Deus salve a Rainha e sobretudo os Negócios
Após a II Guerra, os serviços de informação da Anglosfera formaram a aliança semi-secreta “Cinco Olhos” [“Five Eyes”], contra a URSS. Desde então, ela serve aos interesses do imperialismo. Sua rede de vigilância [Echelon] escuta as comunicações mundiais, à margem de qualquer controle governamental. Ela escutou os governos petistas, participou da montagem da Lava Jato e do golpe, hackeou por longos anos a Petrobrás.Os batalhões da Anglosfera resistem à ordem de ataque contra a China. Há um século, a Inglaterra escuda os Estados Unidos. Rei morto, ou quase, rei posto, ou quase. Em 2016, David Cameron, o primeiro-ministro inglês conservador, de 2010-16, proclamou a “Era de ouro das relações China-Inglaterra”. E com razão. A China investe no país no ramo da energia, nuclear, educacional, imobiliário, bancário, esportista, etc. Cem mil chineses estudam no país, que acolhe enorme número de Institutos Confúncio. A Inglaterra é a ponte chinesa para a Europa. É forte a sinergia das finanças dos dois países. Uma seguradora chinesa é a maior acionista do HSBC, o mega banco mundial inglês. Os capitais londrinos participam do Banco Internacional de Investimento Asiático [AIIB] e de grandes investimentos chineses, inclusive no Cinturão-Nova Rota da Seda.
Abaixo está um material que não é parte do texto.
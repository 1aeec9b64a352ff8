use std::collections::BTreeMap;
use std::fmt;
use std::str::FromStr;

use serde::{Deserialize, Serialize};

use crate::error::ParseMarkError;

/// Extra element properties that have no typed field. Kept so that JSON
/// produced elsewhere round-trips without loss.
pub type Attrs = BTreeMap<String, serde_json::Value>;

/// The tree: an ordered forest of top-level block elements.
///
/// Serializes as a bare JSON array, the same shape a Slate editor value has.
#[derive(Debug, Clone, PartialEq, Serialize, Deserialize, Default)]
#[serde(transparent)]
pub struct Document {
    pub children: Vec<Node>,
}

impl Document {
    pub fn new(children: Vec<Node>) -> Self {
        Self { children }
    }

    /// A single empty paragraph, the default content of an editing area.
    pub fn empty() -> Self {
        Self {
            children: vec![Node::paragraph("")],
        }
    }

    pub fn node(&self, path: &[usize]) -> Option<&Node> {
        let (first, rest) = path.split_first()?;
        let mut node = self.children.get(*first)?;
        for &ix in rest {
            node = match node {
                Node::Element(el) => el.children.get(ix)?,
                Node::Text(_) => return None,
            };
        }
        Some(node)
    }

    pub fn element(&self, path: &[usize]) -> Option<&ElementNode> {
        match self.node(path)? {
            Node::Element(el) => Some(el),
            Node::Text(_) => None,
        }
    }

    pub fn text(&self, path: &[usize]) -> Option<&TextNode> {
        match self.node(path)? {
            Node::Text(t) => Some(t),
            Node::Element(_) => None,
        }
    }

    /// Children of the root (empty path) or of the element at `path`.
    pub fn children_at(&self, path: &[usize]) -> Option<&[Node]> {
        if path.is_empty() {
            return Some(&self.children);
        }
        self.element(path).map(|el| el.children.as_slice())
    }

    /// Concatenated text of every leaf, in document order.
    pub fn plain_text(&self) -> String {
        let mut out = String::new();
        for node in &self.children {
            node.collect_text(&mut out);
        }
        out
    }
}

#[derive(Debug, Clone, PartialEq, Serialize, Deserialize)]
#[serde(untagged)]
pub enum Node {
    Text(TextNode),
    Element(ElementNode),
}

impl Node {
    pub fn text(text: impl Into<String>) -> Self {
        Node::Text(TextNode::new(text))
    }

    pub fn marked(text: impl Into<String>, marks: Marks) -> Self {
        Node::Text(TextNode {
            marks,
            ..TextNode::new(text)
        })
    }

    pub fn paragraph(text: impl Into<String>) -> Self {
        Node::element(ElementKind::Paragraph, vec![Node::text(text)])
    }

    pub fn heading_one(text: impl Into<String>) -> Self {
        Node::element(ElementKind::HeadingOne, vec![Node::text(text)])
    }

    pub fn heading_two(text: impl Into<String>) -> Self {
        Node::element(ElementKind::HeadingTwo, vec![Node::text(text)])
    }

    pub fn list_item(text: impl Into<String>) -> Self {
        Node::element(ElementKind::ListItem, vec![Node::text(text)])
    }

    pub fn bulleted_list<I, S>(items: I) -> Self
    where
        I: IntoIterator<Item = S>,
        S: Into<String>,
    {
        Node::element(
            ElementKind::BulletedList,
            items.into_iter().map(Node::list_item).collect(),
        )
    }

    pub fn numbered_list<I, S>(items: I) -> Self
    where
        I: IntoIterator<Item = S>,
        S: Into<String>,
    {
        Node::element(
            ElementKind::NumberedList,
            items.into_iter().map(Node::list_item).collect(),
        )
    }

    pub fn image(url: impl Into<String>, alt: Option<String>) -> Self {
        Node::Element(ElementNode::image(url, alt))
    }

    pub fn element(kind: ElementKind, children: Vec<Node>) -> Self {
        Node::Element(ElementNode::new(kind, children))
    }

    pub fn as_element(&self) -> Option<&ElementNode> {
        match self {
            Node::Element(el) => Some(el),
            Node::Text(_) => None,
        }
    }

    pub fn as_text(&self) -> Option<&TextNode> {
        match self {
            Node::Text(t) => Some(t),
            Node::Element(_) => None,
        }
    }

    fn collect_text(&self, out: &mut String) {
        match self {
            Node::Text(t) => out.push_str(&t.text),
            Node::Element(el) if el.kind.is_void() => {}
            Node::Element(el) => {
                for child in &el.children {
                    child.collect_text(out);
                }
            }
        }
    }
}

#[derive(Debug, Clone, PartialEq, Serialize, Deserialize)]
pub struct ElementNode {
    #[serde(rename = "type")]
    pub kind: ElementKind,
    #[serde(default, skip_serializing_if = "Option::is_none")]
    pub url: Option<String>,
    #[serde(default, skip_serializing_if = "Option::is_none")]
    pub alt: Option<String>,
    #[serde(default)]
    pub children: Vec<Node>,
    #[serde(flatten)]
    pub attrs: Attrs,
}

impl ElementNode {
    pub fn new(kind: ElementKind, children: Vec<Node>) -> Self {
        Self {
            kind,
            url: None,
            alt: None,
            children,
            attrs: Attrs::default(),
        }
    }

    /// An image carries its single placeholder text child so the element is
    /// never childless.
    pub fn image(url: impl Into<String>, alt: Option<String>) -> Self {
        Self {
            kind: ElementKind::Image,
            url: Some(url.into()),
            alt,
            children: vec![Node::text("")],
            attrs: Attrs::default(),
        }
    }

    pub fn is_void(&self) -> bool {
        self.kind.is_void()
    }

    /// A non-void element whose children are all text leaves.
    pub fn is_text_block(&self) -> bool {
        !self.is_void() && self.children.iter().all(|n| matches!(n, Node::Text(_)))
    }
}

/// Closed set of element types. Anything else read from JSON is kept
/// verbatim in `Other` and rendered as a paragraph.
#[derive(Debug, Clone, PartialEq, Eq, Hash, Serialize, Deserialize)]
#[serde(from = "String", into = "String")]
pub enum ElementKind {
    Paragraph,
    HeadingOne,
    HeadingTwo,
    BulletedList,
    NumberedList,
    ListItem,
    Image,
    Quote,
    Other(String),
}

impl ElementKind {
    pub fn parse(s: &str) -> Self {
        match s {
            "paragraph" => ElementKind::Paragraph,
            "heading-one" => ElementKind::HeadingOne,
            "heading-two" => ElementKind::HeadingTwo,
            "bulleted-list" => ElementKind::BulletedList,
            "numbered-list" => ElementKind::NumberedList,
            "list-item" => ElementKind::ListItem,
            "image" => ElementKind::Image,
            "quote" => ElementKind::Quote,
            other => ElementKind::Other(other.to_string()),
        }
    }

    pub fn as_str(&self) -> &str {
        match self {
            ElementKind::Paragraph => "paragraph",
            ElementKind::HeadingOne => "heading-one",
            ElementKind::HeadingTwo => "heading-two",
            ElementKind::BulletedList => "bulleted-list",
            ElementKind::NumberedList => "numbered-list",
            ElementKind::ListItem => "list-item",
            ElementKind::Image => "image",
            ElementKind::Quote => "quote",
            ElementKind::Other(s) => s,
        }
    }

    pub fn is_list(&self) -> bool {
        matches!(self, ElementKind::BulletedList | ElementKind::NumberedList)
    }

    /// Void elements are atomic for editing: their children are opaque.
    pub fn is_void(&self) -> bool {
        matches!(self, ElementKind::Image)
    }
}

impl From<String> for ElementKind {
    fn from(value: String) -> Self {
        ElementKind::parse(&value)
    }
}

impl From<ElementKind> for String {
    fn from(value: ElementKind) -> Self {
        match value {
            ElementKind::Other(s) => s,
            kind => kind.as_str().to_string(),
        }
    }
}

impl fmt::Display for ElementKind {
    fn fmt(&self, f: &mut fmt::Formatter<'_>) -> fmt::Result {
        f.write_str(self.as_str())
    }
}

/// A text leaf. Keys that are neither `text` nor a known mark are kept in
/// `attrs`, the same way element attrs are.
#[derive(Debug, Clone, PartialEq, Serialize, Deserialize)]
pub struct TextNode {
    pub text: String,
    #[serde(flatten)]
    pub marks: Marks,
    #[serde(flatten)]
    pub attrs: Attrs,
}

impl TextNode {
    pub fn new(text: impl Into<String>) -> Self {
        Self {
            text: text.into(),
            marks: Marks::default(),
            attrs: Attrs::default(),
        }
    }

    /// A leaf with the same marks and attrs holding `text`.
    pub fn with_text(&self, text: impl Into<String>) -> Self {
        Self {
            text: text.into(),
            marks: self.marks,
            attrs: self.attrs.clone(),
        }
    }

    pub fn with_marks(&self, marks: Marks) -> Self {
        Self {
            marks,
            ..self.clone()
        }
    }
}

fn is_false(value: &bool) -> bool {
    !*value
}

#[derive(Debug, Clone, Copy, PartialEq, Eq, Hash, Serialize, Deserialize, Default)]
pub struct Marks {
    #[serde(default, skip_serializing_if = "is_false")]
    pub bold: bool,
    #[serde(default, skip_serializing_if = "is_false")]
    pub italic: bool,
    #[serde(default, skip_serializing_if = "is_false")]
    pub underline: bool,
}

impl Marks {
    pub fn get(&self, mark: Mark) -> bool {
        match mark {
            Mark::Bold => self.bold,
            Mark::Italic => self.italic,
            Mark::Underline => self.underline,
        }
    }

    pub fn set(&mut self, mark: Mark, value: bool) {
        match mark {
            Mark::Bold => self.bold = value,
            Mark::Italic => self.italic = value,
            Mark::Underline => self.underline = value,
        }
    }

    pub fn with(mut self, mark: Mark) -> Self {
        self.set(mark, true);
        self
    }
}

#[derive(Debug, Clone, Copy, PartialEq, Eq, Hash, Serialize, Deserialize)]
#[serde(rename_all = "lowercase")]
pub enum Mark {
    Bold,
    Italic,
    Underline,
}

impl Mark {
    pub const ALL: [Mark; 3] = [Mark::Bold, Mark::Italic, Mark::Underline];

    pub fn as_str(&self) -> &'static str {
        match self {
            Mark::Bold => "bold",
            Mark::Italic => "italic",
            Mark::Underline => "underline",
        }
    }

    /// Ctrl/Cmd shortcut letter for the mark.
    pub fn from_hotkey(key: char) -> Option<Self> {
        match key.to_ascii_lowercase() {
            'b' => Some(Mark::Bold),
            'i' => Some(Mark::Italic),
            'u' => Some(Mark::Underline),
            _ => None,
        }
    }
}

impl FromStr for Mark {
    type Err = ParseMarkError;

    fn from_str(s: &str) -> Result<Self, Self::Err> {
        match s {
            "bold" => Ok(Mark::Bold),
            "italic" => Ok(Mark::Italic),
            "underline" => Ok(Mark::Underline),
            other => Err(ParseMarkError(other.to_string())),
        }
    }
}

impl fmt::Display for Mark {
    fn fmt(&self, f: &mut fmt::Formatter<'_>) -> fmt::Result {
        f.write_str(self.as_str())
    }
}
The City é o maior centro vendedor de renminbi. A Huawei, parceira privilegiada inglesa, participa na instalação da Rede 5G inglesa.
Seguir ... até onde?
Os Estados Unidos sempre criticaram o namoro entre a China e a Inglaterra, que segue apoiando as ofensivas estadunidense mundiais, sobretudo contra a Rússia. A Inglaterra fortalece a marinha e navega nas águas do Mar da China meridional, com as reclamações protocolares de praxe. Agora, os Estados Unidos exigem que fira na carne suas relações com a China. E isso quando o país enfrenta a conclusão do Brexit e suas eventuais sequelas: secessão da Escócia e Irlanda do Norte; regressão enquanto centro financeiro; queda das exportações, etc. A Inglaterra teme que os Estados Unidos sigam seu exemplo histórico de lutar até o último aliado.Mesmo vetando a Huawei, a Austrália, país multicultural, metamorfoseia-se profundamente. O adesismo à Inglaterra reduz-se sobretudo aos australianos anglo-descendentes de mais de sessenta anos, conservadores na política. Desde os anos 1990, a China é o principal parceiro comercial do país, comprando carvão, gás, minérios. Os estudantes chineses constituem o terceiro ramo das exportações do país. Contra pressões estadunidenses, o país aderiu à AIIB. Também a Nova Zelândia vetou a Huawei, mas aderiu sem preconceitos ao Cinturão-Rota da Seda e ao AIIB. Os dois países afastam-se do passado e voltam-se para a Ásia. Dificilmente lutarão a fundo a guerra estadunidense. O Canadá é exceção, devido à forte integração aos USA, país destino de 75% das exportações e de onde chega 51% das importações. O Canadá acompanhou sempre o big brother nas aventuras imperialista. Pressionado por Trump, seu governo prendeu a filha do fundador e diretor da Huawei, maior fornecedor do país de produtos de comunicação. A resposta chinesa foi fraca: a interrupção da importação de gêneros alimentares canadenses A China é o segundo mercado das exportações do Canadá - uns 18 bilhões de dólares, quase nada, diante dos 274 bilhões que partiram para grande vizinho em 2017.
Pondo ordem no quintal
Pôr ordem no quintal latino-americano é imprescindível ao imperialismo USA, ao enfraquecerem-se suas posições na África, na Ásia e Oceania. Nessa região estão o Brasil e a Argentina, respectivamente segundo e quinto exportador mundial de alimentos, ambas nações fornecedoras da China e destino de capitais chineses. A retomada de controle dos governos latino-americanos iniciou-se com o governo Obama-Hillary, que propiciou golpes diretos e eleitorais em Honduras [2009]; Paraguai [2012]; Argentina [2015]; Equador [2017]. A Colômbia e o Peru já eram semi-colônias dos USA, que possuí múltiplas bases em seus territórios. O Chile jamais superou as sequelas institucionais pinochetistas.O Brasil constituía peça central da estratégia imperialista latino-americana e mundial, pela sua dimensão industrial, geográfica, populacional e por sua produção mineradora e agro-pastoril. O golpe de 2016 se inscreve no longo processo de reversão do status do país de nação semi-colonial em nação neocolonial globalizada. Ou seja, uma nação na qual não somente as grandes decisões econômicas, mas a própria gestão política geral do pais passam das classes dominantes locais para o grande capital internacional. Em 2018, o golpe foi acelerado e reorientado pelas necessidades conjunturais e singulares do imperialismo estadunidense, que não são idênticas logicamente às do capital mundial, do qual participa com destaque o chinês.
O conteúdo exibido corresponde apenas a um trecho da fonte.